Am I tripping, out of touch with reality? These people really don't seem to understand the problem

How so? Can you explain what do you mean here exactly?

[–] [email protected] 38 points 4 days ago* (last edited 4 days ago) (20 children)

In my experience the problem isn't the masculinity influencers. Those are just the symptom of misandry in media and a near-total lack of support in society for men, especially young men. When you go on social media almost all discussion concerning men is about how they are the root of all evil, and everything they do is wrong. It's a never ending stream of shaming with no clear way out. You're damned if you do and damned if you don't: If you try to defend yourself or talk about your own problems as a man, it is labeled as misogyny. "Be vulnerable and open up" they say but if you do it's "don't center men you privileged fuck" or "you're being a crybaby".

All this pressure is an impossible equation to solve for a young man who has been pushed by misandrists into insecurity and longs to be accepted in his community. Not just because society's demands are internally inconsistent, but because they clash with patriarchal ideals among the typical women you'll meet IRL.

I'm past 40 and while in my head I still consider myself progressive, I used to show it much more when I was younger. I was honest about my insecurities, I would try not to take up too much space as a man, would try to split responsibilities equally, and so on. At every turn this has caused me problems in relationships, not least with my wife of 10 years who left me for some muscular macho guy because she "doesn't feel like I can take care of her".

So now, while I wish society was different, I try to balance on the needle of acting like I'm not as progressive as I am so women don't "get the ick", while not tripping into what would be labeled misogyny. It's an extremely difficult game to play and it frustrates me to no end that this is where we're at. I'm moving in soon with a woman who I've been dating for a couple of years and it's clear that she desires that I take a leadership position in the home, whereas I'm just longing for a partner who will share the burden with me instead of becoming my subject. But I feel like I have to play that game or she'll eventually lose interest. Too many women want someone to replace their dad.

Bell Hooks wrote about this already in 2003. But somehow it is completely lost on these UN Women pundits that nothing will change unless everybody (including women) change. You can't just blame it on "masculinity influencers". Why are these influencers gaining popularity? Because they offer some way out, some positive message for young men who are completely starved for positive role models.

I am convinced that a woman's voice will count 10x more than the manosphere, if it offers compassion and guidance rather than hate. But such voices are extremely rare.

FWIW, the "men's health awareness month" has brought me some hope in this. It's the first time in a decade that I've seen women in media stand up to defend and show compassion for men, and I think young men will suck that up like a sponge.

[–] [email protected] 8 points 4 days ago* (last edited 4 days ago) (1 children)

I've seen two things out of "Men's Health Awareness Month":

  • The rainbow hair squad bawling about "No it's Pride Month"
  • People posting lazy image macros with lies like "It's okay to show your feelings" in them.

I have no fucking interest in National Whatever Day or Something Awareness Month.
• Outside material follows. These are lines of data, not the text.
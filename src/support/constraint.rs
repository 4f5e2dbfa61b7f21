//! Type-level numeric constraints with zero runtime cost.
//!
//! This module provides types that express numeric constraints like "non-negative",
//! "strictly positive", or "physically significant" at the type level, with zero
//! runtime overhead after construction.
//!
//! Lumped thermal analysis is full of quantities that only make sense in a
//! restricted range: a body cannot have zero volume, a Fourier number for a
//! forcing analysis must be positive, and an approach fraction must stay below
//! one. Wrapping those values in [`Constrained`] moves the check to the point
//! of construction so downstream code never has to repeat it.
//!
//! # Provided constraints
//!
//! The following marker types are available:
//!
//! - [`Finite`]: Neither `NaN` nor infinite, any sign
//! - [`NonNegative`]: Zero or greater
//! - [`StrictlyPositive`]: Greater than zero
//! - [`Significant`]: Finite and no smaller than [`PHYSICAL_EPSILON`]
//! - [`UnitIntervalUpperOpen`]: Upper-open unit interval `0 ≤ x < 1`
//!
//! Each marker is used with the generic [`Constrained<T, C>`] wrapper,
//! where `C` is the marker type implementing [`Constraint<T>`].
//!
//! For convenience, each marker also provides an associated `new()`
//! constructor (e.g., `StrictlyPositive::new(5.0)`).
//!
//! # Extending
//!
//! You can define custom numeric invariants by implementing [`Constraint<T>`]
//! for your own zero-sized marker types.

mod finite;
mod non_negative;
mod significant;
mod strictly_positive;
mod unit_interval;

use std::marker::PhantomData;

use thiserror::Error;

pub use finite::Finite;
pub use non_negative::NonNegative;
pub use significant::{PHYSICAL_EPSILON, Significant, SiValue};
pub use strictly_positive::StrictlyPositive;
pub use unit_interval::{UnitBounds, UnitIntervalUpperOpen};

/// A trait for enforcing numeric invariants at construction time.
///
/// Implement this trait for any marker type representing a numeric constraint,
/// such as [`NonNegative`] or [`Significant`].
pub trait Constraint<T> {
    /// Checks that the given value satisfies this constraint.
    ///
    /// # Errors
    ///
    /// Returns a [`ConstraintError`] if the value does not satisfy the constraint.
    fn check(value: &T) -> Result<(), ConstraintError>;
}

/// An error returned when a [`Constraint`] is violated.
///
/// This enum is marked `#[non_exhaustive]` and may include additional variants
/// in future releases.
#[derive(Debug, Clone, Copy, PartialEq, Eq, Error)]
#[non_exhaustive]
pub enum ConstraintError {
    #[error("value must not be negative")]
    Negative,
    #[error("value must not be zero")]
    Zero,
    #[error("value is not a number")]
    NotANumber,
    #[error("value is not finite")]
    NotFinite,
    #[error("value is below the minimum allowed")]
    BelowMinimum,
    #[error("value is above the maximum allowed")]
    AboveMaximum,
}

/// A result type alias to use with [`Constraint`].
pub type ConstraintResult<T, E = ConstraintError> = Result<T, E>;

/// A wrapper enforcing a numeric constraint at construction time.
///
/// Combine this with one of the provided marker types (such as [`Significant`])
/// or your own [`Constraint<T>`] implementation.
///
/// # Example
///
/// ```
/// use thermal_mass_models::support::constraint::{Constrained, StrictlyPositive};
///
/// let n = Constrained::<_, StrictlyPositive>::new(42).unwrap();
/// assert_eq!(n.into_inner(), 42);
/// ```
#[derive(Debug, Clone, Copy, Default, PartialEq, Eq, PartialOrd, Ord)]
pub struct Constrained<T, C: Constraint<T>> {
    value: T,
    _marker: PhantomData<C>,
}

impl<T, C: Constraint<T>> Constrained<T, C> {
    /// Constructs a new constrained value.
    ///
    /// # Errors
    ///
    /// Returns an error if the value does not satisfy the constraint.
    pub fn new(value: T) -> Result<Self, ConstraintError> {
        C::check(&value)?;
        Ok(Self {
            value,
            _marker: PhantomData,
        })
    }

    /// Consumes the wrapper and returns the inner value.
    pub fn into_inner(self) -> T {
        self.value
    }
}

/// Returns a reference to the inner unconstrained value.
impl<T, C: Constraint<T>> AsRef<T> for Constrained<T, C> {
    fn as_ref(&self) -> &T {
        &self.value
    }
}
They always end up an exercise in worthless busybody tokenism, and the more of them we put in place the more hilarious collisions we're going to find. I got a great idea, let's start observing National Temperence Week as the first week of May, so that we can generate pointless anger at the people drinking Corona and margaritas on Cinco De Mayo. I can hear Latinos now saying "Oh what the fuck have the white people made themselves mad about now?"

The messaging I have seen about "Men's Health Awareness Month" has mostly been addressed to men saying things like "It's okay to share, it's okay to cry, there are five lights." His lived experience has shown that no, it is not. He is overwhelmingly expected to be stable, and any display of weakness will permanently lessen his worth in anyone's eyes. Telling HIM to open up when those are the consequences he knows await, addressing the problem as a change HE needs to make is just pissing up a rope.

I'm going to use the movie Fight Club as an illustrative device here: Pretty much all of the men in this setting find their social and emotional needs unmet by the structure of society. The buzzword you see thrown around today for this is "lack of third spaces." The men in the testicular cancer group have basically only one pain to share with each other: loss of family, marriages, jobs etc. The men respond strongly positively to Fight Club, which at first is basically an underground bare knuckle boxing ring started by a mentally ill man. I have a hypothesis that something like a pickup game of basketball would have served much the same function, that what the men in this setting really need is time to do physical activities with other men, to form those bonds the way men actually do.

~~On that note, I'll be right back.~~

Gentlemen, let's go on a hike

[–] [email protected] 2 points 3 days ago

You're a sensible fellow and I appreciate your rational perspective and positive, encouraging attitude to your fellow human beings. Good idea on the virtual hike too, I'll do that next time I'm out and about if I remember.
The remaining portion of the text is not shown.